Reflecting on the Melt
NASA notes that the increased summer melt is mirrored by an equally alarming decrease in winter ice extent:
The maximum amount of sea ice in the Arctic winter has fallen by six percent over each of the last two winters, as compared to a loss of merely 1.5 percent per decade on average annually since the earliest satellite monitoring in 1979.The alarming sea ice retreat will not impact sea level (although melting of the Greenland ice sheet certainly will), but it will have many other serious repercussions.

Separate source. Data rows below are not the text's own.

//! Observer bus for combat notifications.
//!
//! External collaborators (UI, VFX, AI, scoring) subscribe per event kind;
//! emission is fire-and-forget and synchronous. Events are also collected
//! into a per-tick log the host can drain, for integrations that prefer
//! polling over callbacks.

use broadside_core::events::{CombatEvent, CombatEventKind};

/// A registered observer callback.
pub type Handler = Box<dyn FnMut(&CombatEvent)>;

/// Event bus owned by a single ship. Not shared across ships.
#[derive(Default)]
pub struct CombatBus {
    handlers: Vec<(Option<CombatEventKind>, Handler)>,
    log: Vec<CombatEvent>,
}

impl CombatBus {
    pub fn new() -> Self {
        Self::default()
    }

    /// Subscribe a handler to one event kind.
    pub fn subscribe(&mut self, kind: CombatEventKind, handler: Handler) {
        self.handlers.push((Some(kind), handler));
    }

    /// Subscribe a handler to every event.
    pub fn subscribe_all(&mut self, handler: Handler) {
        self.handlers.push((None, handler));
    }

    /// Emit an event to matching subscribers and append it to the log.
    /// No handler response is awaited or inspected.
    pub fn emit(&mut self, event: CombatEvent) {
        for (filter, handler) in &mut self.handlers {
            if filter.map_or(true, |k| k == event.kind()) {
                handler(&event);
            }
        }
        self.log.push(event);
    }

    /// Take all events logged since the last drain.
    pub fn drain(&mut self) -> Vec<CombatEvent> {
        std::mem::take(&mut self.log)
    }

    /// Events logged since the last drain, without consuming them.
    pub fn pending(&self) -> &[CombatEvent] {
        &self.log
    }
}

Among the most obvious and most frightening is the positive feedback loop that a melting Arctic is expected to create; i.e., as the reflective ice surface is replaced by an energy absorbing ocean surface, melting is liable to beget more melting.
The loss of sea ice is also problematic for many species -- and not just polar bears. As Joey Comiso, a research scientist at NASA's Goddard Space Flight Center, explains:
The seasonal ice regions in the Arctic are among the most biologically productive regions in the world. For example, sea ice provides melt-water in spring that floats because of low density. This melt-water layer is considered by biologists as the ideal layer for phytoplankton growth because it does not sink, and there is plenty of sunlight reaching it to enable photosynthesis. Plankton are at the bottom of the food web. If their concentration goes down, animals at all trophic levels would be deprived of a basic source of food.